Makshéiev se echó a reír.
— No, no llegaré hasta ese extremo. Pero no olvide que los reptiles voladores fueron los reyes del jurásico y se distinguían por un alto nivel de desarrollo, Además, por qué había recogido usted tantas plantas iguales? — añadió al ver que el botánico volvía a juntar unos tallos parecidos a juncos que, al caer se habían dispersado por el calvero.
¿A qué no sabe usted lo que es esto? — replicó Gromeko, presentando a su compañero uno de los tallos.
— A mi entender, un junco grueso y bastante punzante. Me imagino que sólo los iguanodones pueden alimentarse de ellos.

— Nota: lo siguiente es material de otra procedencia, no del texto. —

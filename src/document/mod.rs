//! Owned, mutable preview document.
//!
//! The preview's live DOM is the source of truth for where partials are
//! placed. It is a `scraper::Html` tree: queries go through
//! `scraper::Selector`, serialization through html5ever, and mutations
//! through the underlying `ego_tree` nodes. Detached nodes stay in the tree
//! as orphans until the document is dropped, so node ids are never reused.

use crate::error::{RefreshError, Result};
use ego_tree::NodeRef;
use html5ever::tendril::StrTendril;
use html5ever::{Attribute, LocalName, Namespace, QualName};
use scraper::node::Element;
use scraper::{ElementRef, Html, Node, Selector};

pub use ego_tree::NodeId;

const HTML_NAMESPACE: &str = "http://www.w3.org/1999/xhtml";

/// A parsed HTML document that the reconciler can mutate in place.
#[derive(Debug, Clone)]
pub struct Document {
    html: Html,
}

impl Default for Document {
    fn default() -> Self {
        Self::new()
    }
}

impl Document {
    /// Create an empty document.
    #[must_use]
    pub fn new() -> Self {
        Self {
            html: Html::new_document(),
        }
    }

    /// Parse a full HTML document.
    #[must_use]
    pub fn parse(html: &str) -> Self {
        Self {
            html: Html::parse_document(html),
        }
    }

    /// Parse markup into detached top-level nodes owned by this document.
    pub fn parse_fragment(&mut self, markup: &str) -> Vec<NodeId> {
        let fragment = Html::parse_fragment(markup);
        let root = self.html.tree.extend_tree(fragment.tree).id();
        // html5ever parses fragments inside an implicit <html> element.
        let top_level: Vec<NodeId> = self
            .node(root)
            .and_then(|r| r.children().find(|c| c.value().is_element()))
            .map(|wrapper| wrapper.children().map(|c| c.id()).collect())
            .unwrap_or_default();
        for id in &top_level {
            self.detach(*id);
        }
        top_level
    }

    fn node(&self, id: NodeId) -> Option<NodeRef<'_, Node>> {
        self.html.tree.get(id)
    }

    /// The document root.
    #[must_use]
    pub fn root(&self) -> NodeId {
        self.html.tree.root().id()
    }

    /// Create a detached element.
    pub fn create_element<I>(&mut self, name: &str, attrs: I) -> NodeId
    where
        I: IntoIterator<Item = (String, String)>,
    {
        let name = QualName::new(
            None,
            Namespace::from(HTML_NAMESPACE),
            LocalName::from(name.to_ascii_lowercase().as_str()),
        );
        let attrs = attrs
            .into_iter()
            .map(|(k, v)| attribute(&k, StrTendril::from(v)))
            .collect();
        self.html
            .tree
            .orphan(Node::Element(Element::new(name, attrs)))
            .id()
    }

    /// Whether the node is an element.
    #[must_use]
    pub fn is_element(&self, id: NodeId) -> bool {
        self.node(id).is_some_and(|n| n.value().is_element())
    }

    /// Attribute value on an element node.
    #[must_use]
    pub fn attr(&self, id: NodeId, name: &str) -> Option<&str> {
        self.node(id)?.value().as_element()?.attr(name)
    }

    /// Set (or replace) an attribute on an element node.
    pub fn set_attr(&mut self, id: NodeId, name: &str, value: impl Into<String>) {
        let Some(mut node) = self.html.tree.get_mut(id) else {
            return;
        };
        let Node::Element(el) = node.value() else {
            return;
        };
        // Rebuilt rather than edited in place: `Element` caches its id and
        // classes on first use.
        let mut attrs: Vec<Attribute> = el
            .attrs
            .iter()
            .filter(|(k, _)| k.local.as_ref() != name)
            .map(|(k, v)| Attribute {
                name: k.clone(),
                value: StrTendril::from_slice(v),
            })
            .collect();
        attrs.push(attribute(name, StrTendril::from(value.into())));
        *el = Element::new(el.name.clone(), attrs);
    }

    /// Parent node.
    #[must_use]
    pub fn parent(&self, id: NodeId) -> Option<NodeId> {
        self.node(id)?.parent().map(|p| p.id())
    }

    /// Whether the node is reachable from the root.
    #[must_use]
    pub fn is_attached(&self, id: NodeId) -> bool {
        let root = self.root();
        self.node(id)
            .is_some_and(|n| n.id() == root || n.ancestors().any(|a| a.id() == root))
    }

    /// Detach a node (and its subtree) from its parent.
    pub fn detach(&mut self, id: NodeId) {
        if let Some(mut node) = self.html.tree.get_mut(id) {
            node.detach();
        }
    }

    /// Append `child` as the last child of `parent`, moving it if attached.
    pub fn append_child(&mut self, parent: NodeId, child: NodeId) {
        if parent == child || self.node(child).is_none() {
            return;
        }
        if let Some(mut node) = self.html.tree.get_mut(parent) {
            node.append_id(child);
        }
    }

    /// Insert `node` immediately before `reference`, moving it if attached.
    /// Returns `false` when `reference` has no parent.
    pub fn insert_before(&mut self, reference: NodeId, node: NodeId) -> bool {
        if node == reference {
            return true;
        }
        if self.parent(reference).is_none() || self.node(node).is_none() {
            return false;
        }
        match self.html.tree.get_mut(reference) {
            Some(mut anchor) => {
                anchor.insert_id_before(node);
                true
            }
            None => false,
        }
    }

    /// Replace the children of `id` with parsed markup. Returns the new
    /// top-level nodes.
    pub fn set_inner_html(&mut self, id: NodeId, html: &str) -> Vec<NodeId> {
        let old: Vec<NodeId> = self
            .node(id)
            .map(|n| n.children().map(|c| c.id()).collect())
            .unwrap_or_default();
        for child in old {
            self.detach(child);
        }
        let fresh = self.parse_fragment(html);
        for node in &fresh {
            self.append_child(id, *node);
        }
        fresh
    }

    /// Replace `id` itself with parsed markup. Returns the new top-level nodes,
    /// or an empty list when `id` is detached.
    pub fn replace_with_html(&mut self, id: NodeId, html: &str) -> Vec<NodeId> {
        if self.parent(id).is_none() {
            return Vec::new();
        }
        let fresh = self.parse_fragment(html);
        for node in &fresh {
            self.insert_before(id, *node);
        }
        self.detach(id);
        fresh
    }

    /// Siblings strictly between two nodes sharing a parent, in order.
    #[must_use]
    pub fn siblings_between(&self, start: NodeId, end: NodeId) -> Vec<NodeId> {
        let (Some(first), Some(last)) = (self.node(start), self.node(end)) else {
            return Vec::new();
        };
        let parent = first.parent().map(|p| p.id());
        if parent.is_none() || parent != last.parent().map(|p| p.id()) {
            return Vec::new();
        }
        let mut between = Vec::new();
        for sibling in first.next_siblings() {
            if sibling.id() == end {
                return between;
            }
            between.push(sibling.id());
        }
        Vec::new()
    }

    /// Attached elements matching a CSS selector, in document order.
    ///
    /// # Errors
    ///
    /// Returns [`RefreshError::Document`] when the selector does not parse.
    pub fn select(&self, selector: &str) -> Result<Vec<NodeId>> {
        let parsed = Selector::parse(selector)
            .map_err(|e| RefreshError::Document(format!("invalid selector {selector:?}: {e}")))?;
        Ok(self
            .html
            .tree
            .root()
            .descendants()
            .filter_map(ElementRef::wrap)
            .filter(|el| parsed.matches(el))
            .map(|el| el.id())
            .collect())
    }

    /// Attached comment nodes in document order.
    #[must_use]
    pub fn comments(&self) -> Vec<(NodeId, &str)> {
        self.html
            .tree
            .root()
            .descendants()
            .filter_map(|n| n.value().as_comment().map(|c| (n.id(), &**c)))
            .collect()
    }

    /// Concatenated text below a node.
    #[must_use]
    pub fn text_content(&self, id: NodeId) -> String {
        self.node(id)
            .and_then(ElementRef::wrap)
            .map(|el| el.text().collect())
            .unwrap_or_default()
    }

    /// Serialized children of an element.
    #[must_use]
    pub fn inner_html(&self, id: NodeId) -> String {
        self.node(id)
            .and_then(ElementRef::wrap)
            .map(|el| el.inner_html())
            .unwrap_or_default()
    }

    /// Serialized element including itself.
    #[must_use]
    pub fn outer_html(&self, id: NodeId) -> String {
        self.node(id)
            .and_then(ElementRef::wrap)
            .map(|el| el.html())
            .unwrap_or_default()
    }

    /// Serialized document.
    #[must_use]
    pub fn to_html(&self) -> String {
        self.html.html()
    }
}

fn attribute(name: &str, value: StrTendril) -> Attribute {
    Attribute {
        name: QualName::new(None, Namespace::from(""), LocalName::from(name)),
        value,
    }
}

/// Escape a string for inclusion in markup text or a quoted attribute.
#[must_use]
pub fn escape_html(raw: &str) -> String {
    v_htmlescape::escape(raw).to_string()
}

— Está usted en lo cierto. Los iguanodones lo comen muy satisfechos y tampoco estará mal para nosotros.
— ¿De verdad? ¿Puede servir para la sopa?
— Para la sopa no, pero sí para el té. Parta usted este tallo.
Makshéiev obedeció y un líquido transparente fluyó del tallo.
— Ahora, pruebe usted la savia de este junco desdeñado.
El jugo era espeso y dulce.
— ¿Será caña de azúcar?
— Si no es la caña de azúcar que crece actualmente en la superficie de nuestro planeta, es por lo menos una planta azucarera.
— ¿Cómo ha adivinado usted que era dulce?
— He visto un tallo como éste en la boca del joven iguanodón matado por el ceratosaurio en el calvero. Me ha parecido pegajoso. Me he puesto a buscar donde crecen, los he encontrado en abundancia a lo largo del arroyo y, naturalmente, he probado el jugo. Como nuestras reservas de azúcar se están terminando, podríamos sustituirla por el jugo de este junco e incluso fabricar con él azúcar verdadera. ¡Ya ve usted cómo mi forraje es a veces muy útil!
Al volver cerca del pterodáctilo muerto, Gromeko mostró a los otros viajeros el hallazgo al que se debía la aventura del impermeable. Todos aprobaron su plan y decidieron arrancar a la vuelta la mayor cantidad posible de juncos para intentar la extracción de azúcar.